How to Utilize the Power of Story on Your Church’s Campus Facility

Over the past several years we have become acutely aware of the essence of “story.” We hear this term used in the church world and in business settings.   It has been used to prompt people to open up about their lives and life experiences… to tell their story. On a corporate level it is the interwoven thread used to identify the mission, vision, direction, and passion of organizations.

The reality is, we all have a story.   Some of these stories are sensational while others may seem mundane or routine. Others grip our emotions and pull on our heartstrings while transforming us into the story.   What has struck me lately is that everyone has a story to tell and that people are reading— taking in— those stories even when we are not aware.

We do not have to write a screenplay or book to tell our story. When we walk into a room full of people, you will start to read certain aspects of people’s stories, and they will start to read yours as well. They might not see the entire story, but they will see some pretty obvious chapters in that story.   The way you enter the room will tell the chapter of your story related to your self-confidence or possibly your physical attributes or limitations. The way you shake the hands of the other guests will convey yet another part of the story, as will the clothes you are wearing… and you may not have even said a word. In addition, the room itself tells a story.

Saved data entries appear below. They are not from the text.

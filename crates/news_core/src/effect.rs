use crate::{CycleId, LoadFailure, NewsArticle};

#[derive(Debug, Clone, PartialEq, Eq)]
pub enum Effect {
    /// Start fetching `url` on the worker for `cycle`.
    Fetch { cycle: CycleId, url: String },
    /// Drop the in-flight fetch of a superseded or disposed cycle.
    CancelFetch { cycle: CycleId },
    /// Tell the observer about a state transition.
    Notify(Notification),
}

#[derive(Debug, Clone, PartialEq, Eq)]
pub enum Notification {
    LoadingStarted,
    LoadSucceeded(Vec<NewsArticle>),
    LoadFailed(LoadFailure),
    NoConnectivity,
    Reset,
}
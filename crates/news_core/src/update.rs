use news_logging::{news_debug, news_info, news_warn};

use crate::{build_search_url, Effect, LoadQuery, LoadState, LoaderState, Msg, Notification};

/// Pure update function: applies a message to state and returns any effects.
///
/// A result is accepted only while its cycle is the current `Loading` cycle,
/// so at most one terminal notification is produced per cycle. Once disposed
/// the state absorbs every message without effects.
pub fn update(mut state: LoaderState, msg: Msg) -> (LoaderState, Vec<Effect>) {
    if state.is_disposed() {
        if !matches!(msg, Msg::NoOp) {
            news_debug!("Loader disposed, ignoring {}", msg_label(&msg));
        }
        return (state, Vec::new());
    }

    let effects = match msg {
        Msg::StartRequested { query, connected } => {
            if let Some(cycle) = state.current_cycle() {
                news_debug!("Start ignored, cycle {} is still loading", cycle);
                return (state, Vec::new());
            }
            begin_cycle(&mut state, query, connected)
        }
        Msg::RestartRequested { query, connected } => begin_cycle(&mut state, query, connected),
        Msg::FetchCompleted { cycle, result } => {
            if state.current_cycle() != Some(cycle) {
                news_debug!(
                    "Discarding superseded result for cycle {} (current {:?})",
                    cycle,
                    state.current_cycle()
                );
                return (state, Vec::new());
            }
            match result {
                Ok(articles) => {
                    news_info!("Cycle {} delivered {} articles", cycle, articles.len());
                    state.set_load(LoadState::Delivered(articles.clone()));
                    vec![Effect::Notify(Notification::LoadSucceeded(articles))]
                }
                Err(failure) => {
                    news_warn!("Cycle {} failed: {}", cycle, failure);
                    state.set_load(LoadState::Failed(failure.clone()));
                    vec![Effect::Notify(Notification::LoadFailed(failure))]
                }
            }
        }
        Msg::Disposed => {
            let mut effects = Vec::with_capacity(2);
            if let Some(cycle) = state.current_cycle() {
                effects.push(Effect::CancelFetch { cycle });
            }
            news_info!("Loader disposed after {} cycles", state.last_cycle());
            state.set_load(LoadState::Disposed);
            effects.push(Effect::Notify(Notification::Reset));
            effects
        }
        Msg::NoOp => Vec::new(),
    };

    (state, effects)
}

fn begin_cycle(state: &mut LoaderState, query: LoadQuery, connected: bool) -> Vec<Effect> {
    let mut effects = Vec::with_capacity(3);
    if let Some(superseded) = state.current_cycle() {
        effects.push(Effect::CancelFetch { cycle: superseded });
    }

    if !connected {
        news_warn!("No connectivity, skipping fetch");
        state.set_load(LoadState::NoConnectivity);
        effects.push(Effect::Notify(Notification::NoConnectivity));
        return effects;
    }

    let url = build_search_url(state.endpoint(), &query).to_string();
    let cycle = state.begin_cycle(query);
    news_info!("Cycle {} loading {}", cycle, url);
    effects.push(Effect::Notify(Notification::LoadingStarted));
    effects.push(Effect::Fetch { cycle, url });
    effects
}

fn msg_label(msg: &Msg) -> &'static str {
    match msg {
        Msg::StartRequested { .. } => "StartRequested",
        Msg::RestartRequested { .. } => "RestartRequested",
        Msg::FetchCompleted { .. } => "FetchCompleted",
        Msg::Disposed => "Disposed",
        Msg::NoOp => "NoOp",
    }
}
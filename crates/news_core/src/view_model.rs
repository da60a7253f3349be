use crate::NewsArticle;

/// One list row. `None` fields are hidden by the renderer.
#[derive(Debug, Clone, PartialEq, Eq)]
pub struct RowViewModel {
    pub title: Option<String>,
    pub section_name: Option<String>,
    pub authors: Option<String>,
    /// Raw source timestamp; formatting is left to the renderer.
    pub publication_date: String,
    pub url: String,
}

#[derive(Debug, Clone, Copy, PartialEq, Eq)]
pub enum EmptyMessage {
    NoConnection,
    NoNews,
    LoadFailed,
}

#[derive(Debug, Clone, PartialEq, Eq, Default)]
pub struct LoaderView {
    pub progress_visible: bool,
    pub rows: Vec<RowViewModel>,
    pub empty_message: Option<EmptyMessage>,
}

pub fn row_view(article: &NewsArticle) -> RowViewModel {
    RowViewModel {
        title: non_empty(article.title()),
        section_name: non_empty(article.section_name()),
        authors: non_empty(article.authors()),
        publication_date: article.publication_date().to_string(),
        url: article.url().to_string(),
    }
}

fn non_empty(value: &str) -> Option<String> {
    if value.trim().is_empty() {
        None
    } else {
        Some(value.to_string())
    }
}

#[cfg(test)]
mod tests {
    use super::*;

    #[test]
    fn empty_fields_are_hidden() {
        let article = NewsArticle::new("Title", "", "  ", "https://example.com/a", "");
        let row = row_view(&article);
        assert_eq!(row.title.as_deref(), Some("Title"));
        assert_eq!(row.section_name, None);
        assert_eq!(row.authors, None);
        assert_eq!(row.url, "https://example.com/a");
    }
}
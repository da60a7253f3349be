/// A single search result, as delivered to the presentation layer.
///
/// Built once by the fetcher from one response item and never mutated.
/// Optional source fields are normalized to the empty string.
#[derive(Debug, Clone, PartialEq, Eq)]
pub struct NewsArticle {
    title: String,
    authors: String,
    section_name: String,
    url: String,
    publication_date: String,
}

impl NewsArticle {
    pub fn new(
        title: impl Into<String>,
        authors: impl Into<String>,
        section_name: impl Into<String>,
        url: impl Into<String>,
        publication_date: impl Into<String>,
    ) -> Self {
        Self {
            title: title.into(),
            authors: authors.into(),
            section_name: section_name.into(),
            url: url.into(),
            publication_date: publication_date.into(),
        }
    }

    pub fn title(&self) -> &str {
        &self.title
    }

    /// First contributor's display name, or empty.
    pub fn authors(&self) -> &str {
        &self.authors
    }

    pub fn section_name(&self) -> &str {
        &self.section_name
    }

    /// Absolute article URL; always non-empty.
    pub fn url(&self) -> &str {
        &self.url
    }

    /// Timestamp exactly as returned by the source, e.g. `2024-03-01T09:30:00Z`.
    pub fn publication_date(&self) -> &str {
        &self.publication_date
    }
}
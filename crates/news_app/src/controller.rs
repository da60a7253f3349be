use std::time::{Duration, Instant};

use news_core::{
    update, Effect, FailureKind, LoadFailure, LoadState, LoaderState, LoaderView, Msg,
    NewsArticle, Notification, SearchEndpoint,
};
use news_engine::{EngineEvent, EngineHandle, FetchError};
use news_logging::{news_debug, news_info};

use crate::{Connectivity, SettingsSource};

/// Presentation-side receiver of load transitions.
///
/// Called only from the thread that drives the controller. Per completed
/// cycle exactly one of `on_load_succeeded`, `on_load_failed` or
/// `on_no_connectivity` fires.
pub trait LoadObserver {
    fn on_loading_started(&mut self);
    fn on_load_succeeded(&mut self, articles: &[NewsArticle]);
    fn on_load_failed(&mut self, failure: &LoadFailure);
    fn on_no_connectivity(&mut self);
    /// Consumer torn down; drop any rows being shown.
    fn on_reset(&mut self);
}

/// Owns one consumer's load lifecycle.
///
/// Triggers (`start`, `restart`, `dispose`) and `pump*` must be called from
/// the consumer's interactive thread; fetches run on the engine worker.
pub struct LoadController<O: LoadObserver> {
    state: LoaderState,
    engine: EngineHandle,
    connectivity: Box<dyn Connectivity>,
    settings: Box<dyn SettingsSource>,
    observer: O,
}

impl<O: LoadObserver> LoadController<O> {
    pub fn new(
        engine: EngineHandle,
        connectivity: Box<dyn Connectivity>,
        settings: Box<dyn SettingsSource>,
        observer: O,
    ) -> Self {
        Self {
            state: LoaderState::new(),
            engine,
            connectivity,
            settings,
            observer,
        }
    }

    /// Replaces the search endpoint. Intended for construction, before `start`.
    pub fn with_endpoint(mut self, endpoint: SearchEndpoint) -> Self {
        self.state = LoaderState::with_endpoint(endpoint);
        self
    }

    /// Consumer became ready. Reuses a cycle that is still loading.
    pub fn start(&mut self) {
        if self.state.is_disposed() || self.state.is_loading() {
            news_debug!("start() ignored in state {}", state_label(self.state.load()));
            return;
        }
        let msg = Msg::StartRequested {
            query: self.settings.load_query(),
            connected: self.connectivity.is_connected(),
        };
        self.dispatch(msg);
    }

    /// Manual refresh or settings change: always begins a new cycle and
    /// drops whatever is in flight.
    pub fn restart(&mut self) {
        if self.state.is_disposed() {
            news_debug!("restart() ignored, controller disposed");
            return;
        }
        let msg = Msg::RestartRequested {
            query: self.settings.load_query(),
            connected: self.connectivity.is_connected(),
        };
        self.dispatch(msg);
    }

    /// Tears the controller down. `on_reset` is the last observer call.
    pub fn dispose(&mut self) {
        if self.state.is_disposed() {
            return;
        }
        self.dispatch(Msg::Disposed);
        self.engine.shutdown();
    }

    /// Delivers completions that have already arrived. Returns how many
    /// engine events were processed.
    pub fn pump(&mut self) -> usize {
        let mut processed = 0;
        while let Some(event) = self.engine.try_recv() {
            self.handle_event(event);
            processed += 1;
        }
        processed
    }

    /// Blocks until the current cycle reaches a terminal state. Returns
    /// `false` if still loading when `timeout` elapses.
    pub fn pump_until_settled(&mut self, timeout: Duration) -> bool {
        let deadline = Instant::now() + timeout;
        self.pump();
        while self.state.is_loading() {
            let remaining = deadline.saturating_duration_since(Instant::now());
            if remaining.is_zero() {
                return false;
            }
            match self.engine.recv_timeout(remaining) {
                Some(event) => self.handle_event(event),
                None => return !self.state.is_loading(),
            }
        }
        true
    }

    pub fn state(&self) -> &LoaderState {
        &self.state
    }

    pub fn view(&self) -> LoaderView {
        self.state.view()
    }

    /// Articles of the last delivered cycle, empty otherwise.
    pub fn articles(&self) -> &[NewsArticle] {
        match self.state.load() {
            LoadState::Delivered(articles) => articles,
            _ => &[],
        }
    }

    pub fn observer(&self) -> &O {
        &self.observer
    }

    pub fn observer_mut(&mut self) -> &mut O {
        &mut self.observer
    }

    fn handle_event(&mut self, event: EngineEvent) {
        match event {
            EngineEvent::FetchCompleted { cycle, result } => {
                self.dispatch(Msg::FetchCompleted {
                    cycle,
                    result: result.map_err(to_load_failure),
                });
            }
        }
    }

    fn dispatch(&mut self, msg: Msg) {
        let state = std::mem::take(&mut self.state);
        let (state, effects) = update(state, msg);
        self.state = state;
        for effect in effects {
            self.run_effect(effect);
        }
    }

    fn run_effect(&mut self, effect: Effect) {
        match effect {
            Effect::Fetch { cycle, url } => self.engine.enqueue(cycle, url),
            Effect::CancelFetch { cycle } => self.engine.cancel(cycle),
            Effect::Notify(notification) => match notification {
                Notification::LoadingStarted => self.observer.on_loading_started(),
                Notification::LoadSucceeded(articles) => {
                    self.observer.on_load_succeeded(&articles)
                }
                Notification::LoadFailed(failure) => self.observer.on_load_failed(&failure),
                Notification::NoConnectivity => self.observer.on_no_connectivity(),
                Notification::Reset => self.observer.on_reset(),
            },
        }
    }
}

impl<O: LoadObserver> Drop for LoadController<O> {
    fn drop(&mut self) {
        if !self.state.is_disposed() {
            news_info!("Load controller dropped without dispose()");
            self.dispose();
        }
    }
}

fn to_load_failure(err: FetchError) -> LoadFailure {
    let kind = match err.kind {
        news_engine::FailureKind::HttpStatus(code) => FailureKind::HttpStatus(code),
        news_engine::FailureKind::Timeout => FailureKind::Timeout,
        news_engine::FailureKind::Parse => FailureKind::Parse,
        news_engine::FailureKind::InvalidUrl
        | news_engine::FailureKind::TooLarge { .. }
        | news_engine::FailureKind::Network => FailureKind::Transport,
    };
    LoadFailure::new(kind, err.to_string())
}

fn state_label(state: &LoadState) -> &'static str {
    match state {
        LoadState::Idle => "Idle",
        LoadState::Loading { .. } => "Loading",
        LoadState::Delivered(_) => "Delivered",
        LoadState::Failed(_) => "Failed",
        LoadState::NoConnectivity => "NoConnectivity",
        LoadState::Disposed => "Disposed",
    }
}

#[cfg(test)]
mod tests {
    use super::*;

    #[test]
    fn engine_failures_collapse_onto_core_kinds() {
        let cases = [
            (news_engine::FailureKind::HttpStatus(404), FailureKind::HttpStatus(404)),
            (news_engine::FailureKind::Timeout, FailureKind::Timeout),
            (news_engine::FailureKind::Parse, FailureKind::Parse),
            (news_engine::FailureKind::Network, FailureKind::Transport),
            (news_engine::FailureKind::InvalidUrl, FailureKind::Transport),
            (
                news_engine::FailureKind::TooLarge {
                    max_bytes: 1,
                    actual: None,
                },
                FailureKind::Transport,
            ),
        ];
        for (engine_kind, expected) in cases {
            let failure = to_load_failure(FetchError::new(engine_kind, "boom"));
            assert_eq!(failure.kind, expected);
            assert!(failure.message.ends_with("boom"));
        }
    }
}
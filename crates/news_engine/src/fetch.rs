use std::time::Duration;

use futures_util::StreamExt;
use news_core::NewsArticle;
use news_logging::{news_debug, news_info};
use reqwest::header::ACCEPT;

use crate::parse::parse_search_response;
use crate::{FailureKind, FetchError};

#[derive(Debug, Clone)]
pub struct FetchSettings {
    pub connect_timeout: Duration,
    pub request_timeout: Duration,
    pub redirect_limit: usize,
    pub max_bytes: u64,
}

impl Default for FetchSettings {
    fn default() -> Self {
        Self {
            connect_timeout: Duration::from_secs(10),
            request_timeout: Duration::from_secs(30),
            redirect_limit: 5,
            max_bytes: 5 * 1024 * 1024,
        }
    }
}

/// One search request, one attempt. No retries.
#[async_trait::async_trait]
pub trait ArticleFetcher: Send + Sync {
    async fn fetch(&self, url: &str) -> Result<Vec<NewsArticle>, FetchError>;
}

#[derive(Debug, Clone)]
pub struct ReqwestArticleFetcher {
    settings: FetchSettings,
}

impl ReqwestArticleFetcher {
    pub fn new(settings: FetchSettings) -> Self {
        Self { settings }
    }

    fn build_client(&self) -> Result<reqwest::Client, FetchError> {
        reqwest::Client::builder()
            .connect_timeout(self.settings.connect_timeout)
            .timeout(self.settings.request_timeout)
            .redirect(reqwest::redirect::Policy::limited(
                self.settings.redirect_limit,
            ))
            .build()
            .map_err(|err| FetchError::new(FailureKind::Network, err.to_string()))
    }

    async fn read_body(&self, response: reqwest::Response) -> Result<Vec<u8>, FetchError> {
        if let Some(content_len) = response.content_length() {
            if content_len > self.settings.max_bytes {
                return Err(too_large(self.settings.max_bytes, content_len));
            }
        }

        let mut bytes = Vec::new();
        let mut stream = response.bytes_stream();
        while let Some(chunk) = stream.next().await {
            let chunk = chunk.map_err(map_reqwest_error)?;
            let next_len = bytes.len() as u64 + chunk.len() as u64;
            if next_len > self.settings.max_bytes {
                return Err(too_large(self.settings.max_bytes, next_len));
            }
            bytes.extend_from_slice(&chunk);
        }
        Ok(bytes)
    }
}

#[async_trait::async_trait]
impl ArticleFetcher for ReqwestArticleFetcher {
    async fn fetch(&self, url: &str) -> Result<Vec<NewsArticle>, FetchError> {
        let parsed = reqwest::Url::parse(url)
            .map_err(|err| FetchError::new(FailureKind::InvalidUrl, err.to_string()))?;
        let client = self.build_client()?;

        news_debug!("GET {}", parsed);
        let response = client
            .get(parsed)
            .header(ACCEPT, "application/json")
            .send()
            .await
            .map_err(map_reqwest_error)?;

        let status = response.status();
        if !status.is_success() {
            return Err(FetchError::new(
                FailureKind::HttpStatus(status.as_u16()),
                status.to_string(),
            ));
        }

        let body = self.read_body(response).await?;
        let articles = parse_search_response(&body)?;
        news_info!(
            "Fetched {} articles ({} bytes)",
            articles.len(),
            body.len()
        );
        Ok(articles)
    }
}

fn too_large(max_bytes: u64, actual: u64) -> FetchError {
    FetchError::new(
        FailureKind::TooLarge {
            max_bytes,
            actual: Some(actual),
        },
        "response too large",
    )
}

fn map_reqwest_error(err: reqwest::Error) -> FetchError {
    if err.is_timeout() {
        return FetchError::new(FailureKind::Timeout, err.to_string());
    }
    FetchError::new(FailureKind::Network, err.to_string())
}
use std::net::{SocketAddr, TcpStream, ToSocketAddrs};
use std::sync::mpsc;
use std::thread;
use std::time::{Duration, Instant};

use news_core::{LoadQuery, SearchEndpoint};
use news_logging::{news_debug, news_warn};

const DEFAULT_PROBE_TIMEOUT: Duration = Duration::from_secs(3);

/// Queried once at the start of every load-cycle attempt.
pub trait Connectivity {
    fn is_connected(&self) -> bool;
}

/// Read-only view of the user's query settings. Implementations must return
/// the current values on every call; the controller never caches them.
pub trait SettingsSource {
    fn keyword(&self) -> String;
    fn section(&self) -> String;
    fn order_by(&self) -> String;

    /// Snapshot for one cycle. Override when the three values come from a
    /// single read.
    fn load_query(&self) -> LoadQuery {
        LoadQuery::new(self.keyword(), self.section(), self.order_by())
    }
}

#[derive(Debug, Clone, Copy, Default)]
pub struct AlwaysConnected;

impl Connectivity for AlwaysConnected {
    fn is_connected(&self) -> bool {
        true
    }
}

/// Treats the network as available when a TCP connection to the endpoint
/// host can be opened within the timeout. The timeout bounds the whole check,
/// name resolution included.
#[derive(Debug, Clone)]
pub struct TcpProbe {
    host: String,
    port: u16,
    timeout: Duration,
}

impl TcpProbe {
    pub fn new(host: impl Into<String>, port: u16, timeout: Duration) -> Self {
        Self {
            host: host.into(),
            port,
            timeout,
        }
    }

    pub fn for_endpoint(endpoint: &SearchEndpoint) -> Self {
        let base = endpoint.base();
        Self::new(
            base.host_str().unwrap_or_default(),
            base.port_or_known_default().unwrap_or(443),
            DEFAULT_PROBE_TIMEOUT,
        )
    }

    // The resolver thread is left behind if it overruns; its send then fails.
    fn resolve(&self, deadline: Instant) -> Option<Vec<SocketAddr>> {
        let (tx, rx) = mpsc::channel();
        let target = (self.host.clone(), self.port);
        thread::spawn(move || {
            let _ = tx.send(
                target
                    .to_socket_addrs()
                    .map(|addrs| addrs.collect::<Vec<_>>()),
            );
        });
        match rx.recv_timeout(deadline.saturating_duration_since(Instant::now())) {
            Ok(Ok(addrs)) => Some(addrs),
            Ok(Err(err)) => {
                news_warn!("Cannot resolve {}:{}: {}", self.host, self.port, err);
                None
            }
            Err(_) => {
                news_warn!("Resolving {} timed out", self.host);
                None
            }
        }
    }
}

impl Connectivity for TcpProbe {
    fn is_connected(&self) -> bool {
        let deadline = Instant::now() + self.timeout;
        let Some(addrs) = self.resolve(deadline) else {
            return false;
        };
        for addr in addrs {
            let remaining = deadline.saturating_duration_since(Instant::now());
            if remaining.is_zero() {
                news_debug!("Probe to {}:{} ran out of time", self.host, self.port);
                break;
            }
            match TcpStream::connect_timeout(&addr, remaining) {
                Ok(_) => return true,
                Err(err) => news_debug!("Probe to {} failed: {}", addr, err),
            }
        }
        false
    }
}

Did you know that your church campus tells a story? Why Church Buildings Matter: The Story of Your Space offers a unique perspective on the importance of church buildings. These buildings are vastly more important than most understand. The church campus and the story of the people in the church go hand-in-hand and are interwoven into each other. We cannot neglect the power of story and how our church facilities communicate a story.

Church facilities and all of the things associated with “story” and “setting” will not save a person from a life of sin and frustration. But the lack of attention to these things can indeed be the road block to reaching those people that need   to hear the gospel message the most. Don’t minimize their impact. That would be a huge mistake.   “Story” is all around us, in virtually every aspect of our daily experiences, which means that our church and ministry facilities also tell a story. Here are a few important questions to ask about  your church facilities:

  • What story are your facilities or campus telling?
  • Are we intentional about the telling our story through our facilities?
  • Is the story congruent with who we are, who we think we are, what we believe and value, and who we want to reach for Christ?

Why Church Buildings Matter explores each of these areas in more detail. I believe as we become more acutely aware of the impact of our ministries’ unique stories, and how they impact our guests and the people God has called us to reach in our community, the greater the impact we will have on fulfilling our calling.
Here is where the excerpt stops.